La escayola no cubre la parte inferior de su pierna como esperaba, sino que sube hasta la cadera. Mi padre se ha roto el fémur y nadie me lo ha dicho.

«¡Malditos sean todos!».

Dejo mis pertenencias en el suelo y me acerco hasta detenerme frente a él con los brazos en jarras, armado con justa indignación.

—¿No podías haberme llamado para decírmelo? ¿Por qué has dejado que me entere por Samy?

Puedo ver en sus ojos color avellana que no está por la labor. Ese deseo de evitar cualquier enfrentamiento es lo que hizo que mi madre saliera en busca de pastos más verdes y fuertes. Y más sabrosos. Y más ricos. En general, cualquiera que fuera distinto al que tenía allí. ¡Vaca asquerosa! Algunas veces, insultarla para mis adentros es lo único que evita que la odie.

—Mi pequeño ladronzuelo — comienza usando el apodo cariñoso de mi infancia, el que siempre me ha convertido en masilla en sus manos—. Sabes que jamás te mantendría alejado a menos que estuviera seguro de que es lo más conveniente para ti. Acabas de comenzar a trabajar en un sitio nuevo y, si a eso añadimos tus clases en la universidad y que estás viviendo con tu prima, entenderás que no quisiera molestarte. Intenta verlo desde mi punto de vista —termina con voz suave.

Resulta imposible seguir enfadado con él cuando hace eso, aunque admito que resulta muy frustrante. Me arrodillo junto al sillón.

—Papá, deberías haberme llamado.

—Gulf, no podías hacer nada, solo te hubieras preocupado. Y ahora vas a faltar al trabajo por mi culpa.

—Tampoco es para tanto.
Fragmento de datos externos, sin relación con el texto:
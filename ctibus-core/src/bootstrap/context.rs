//! Store connections shared by every service

use std::sync::Arc;
use std::time::Duration;
use tracing::info;

use crate::store::{EventLog, KeyValueStore, LockStore, MemoryLog, MemoryStore, RedisStore};
use crate::{Config, KeyBuilder, Result};

/// Explicitly constructed handle to the base store, the event log and the
/// lock replicas. Clone it freely; services hold their own copy.
#[derive(Clone)]
pub struct StoreContext {
    config: Arc<Config>,
    keys: KeyBuilder,
    store: Arc<dyn KeyValueStore>,
    log: Arc<dyn EventLog>,
    lock_stores: Vec<Arc<dyn LockStore>>,
    redis: Vec<Arc<RedisStore>>,
}

impl StoreContext {
    /// Connect to Redis, or build in-memory stores in local-only mode
    pub async fn connect(config: &Config) -> Result<Self> {
        if config.is_local_only() {
            info!("Running in local-only mode (no Redis)");
            return Ok(Self::in_memory(config));
        }

        let timeout = Duration::from_secs(config.redis.connect_timeout_seconds);
        let base = Arc::new(RedisStore::connect(&config.redis.url, timeout).await?);
        let mut redis = vec![Arc::clone(&base)];
        let mut lock_stores: Vec<Arc<dyn LockStore>> = Vec::new();

        for url in config.lock_urls() {
            if url == config.redis.url {
                lock_stores.push(base.clone());
            } else {
                let replica = Arc::new(RedisStore::connect(&url, timeout).await?);
                redis.push(Arc::clone(&replica));
                lock_stores.push(replica);
            }
        }

        info!(lock_replicas = lock_stores.len(), "Store context initialized");

        Ok(Self {
            config: Arc::new(config.clone()),
            keys: KeyBuilder::from_config(config),
            store: base.clone(),
            log: base,
            lock_stores,
            redis,
        })
    }

    /// Single-process stores; one memory store doubles as the lock replica
    #[must_use]
    pub fn in_memory(config: &Config) -> Self {
        let store = Arc::new(MemoryStore::new());
        Self::with_stores(
            config,
            store.clone(),
            Arc::new(MemoryLog::new()),
            vec![store as Arc<dyn LockStore>],
        )
    }

    /// Assemble a context from arbitrary backends
    #[must_use]
    pub fn with_stores(
        config: &Config,
        store: Arc<dyn KeyValueStore>,
        log: Arc<dyn EventLog>,
        lock_stores: Vec<Arc<dyn LockStore>>,
    ) -> Self {
        Self {
            config: Arc::new(config.clone()),
            keys: KeyBuilder::from_config(config),
            store,
            log,
            lock_stores,
            redis: Vec::new(),
        }
    }

    #[must_use]
    pub fn config(&self) -> &Config {
        &self.config
    }

    #[must_use]
    pub const fn keys(&self) -> &KeyBuilder {
        &self.keys
    }

    #[must_use]
    pub fn store(&self) -> Arc<dyn KeyValueStore> {
        Arc::clone(&self.store)
    }

    #[must_use]
    pub fn log(&self) -> Arc<dyn EventLog> {
        Arc::clone(&self.log)
    }

    #[must_use]
    pub fn lock_stores(&self) -> &[Arc<dyn LockStore>] {
        &self.lock_stores
    }

    /// Liveness of the base store
    pub async fn ping(&self) -> Result<()> {
        self.store.ping().await
    }

    pub async fn server_version(&self) -> Result<String> {
        self.store.server_version().await
    }

    /// Mark Redis connections closed. Locks released afterwards are skipped.
    pub fn close(&self) {
        for store in &self.redis {
            store.close();
        }
    }
}

#[cfg(test)]
mod tests {
    use super::*;

    #[tokio::test]
    async fn test_local_only_connect_uses_memory() {
        let mut config = Config::default();
        config.redis.url = String::new();
        config.redis.namespace = "t".to_string();

        let ctx = StoreContext::connect(&config).await.unwrap();
        assert_eq!(ctx.lock_stores().len(), 1);
        assert_eq!(ctx.keys().sessions(), "t:platform_sessions");
        assert!(ctx.ping().await.is_ok());
        assert!(ctx.server_version().await.unwrap().starts_with("memory-"));
    }

    #[tokio::test]
    async fn test_memory_store_shared_between_roles() {
        let ctx = StoreContext::in_memory(&Config::default());
        ctx.store().set("{locks}:a", "token").await.unwrap();
        // The lock replica sees the key written through the base store
        let acquired = ctx.lock_stores()[0]
            .try_acquire(&["{locks}:a".to_string()], "other", Duration::from_secs(1))
            .await
            .unwrap();
        assert!(!acquired);
    }
}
Samy me ha dicho que hay varias ovejas a punto de parir. Esperaré a que ocurra y luego regresaré al trabajo.

Él cierra los ojos y recuesta la cabeza en el respaldo antes de menearla con desesperación. No dice nada durante unos segundos, dando por terminada de manera muy eficaz aquella conversación. Ese es otro de sus frustrantes hábitos. No decir nada; dejar de hablar, de dar su opinión… No hacer nada.

Noto algunas canas en sus sienes que no vi la última vez que estuve en casa, y me da la impresión de que las líneas que rodean sus labios son más profundas. Hoy representa cada uno de sus cuarenta y seis años. La vida, dura y decepcionante, ha cobrado su precio y ahora se muestran las consecuencias.

—¿Cómo puedo ayudarte, papá? Ya que estoy aquí, bien puedes decírmelo. ¿Tienes los libros al día?

Él no me mira, pero responde.

—Los libros están actualizados. Jolene me ha ayudado con ellos entre tus visitas.

Aprieto los dientes. Jolene se considera contable aunque no lo sea ni de cerca. Estoy seguro de que habrá hecho un desaguisado con los asientos contables. Suspiro para mis adentros y me limito a cambiar de tema.

—¿Y en la casa? ¿No necesitas que haga algo aquí?

Por fin, levanta la cabeza y me mira. En sus ojos brilla una chispa de humor.

—Soy un hombre hecho y derecho, Gulf. Sé como apañármelas sin que mi hijo me ayude.

Pongo los ojos en blanco.

—Eso ya lo sé, papá, pero no me refiero a eso y lo sabes.

Él se inclina hacia mí y coge entre los dedos un mechón de pelo. Tira con fuerza igual que solía hacerlo cuando era pequeño.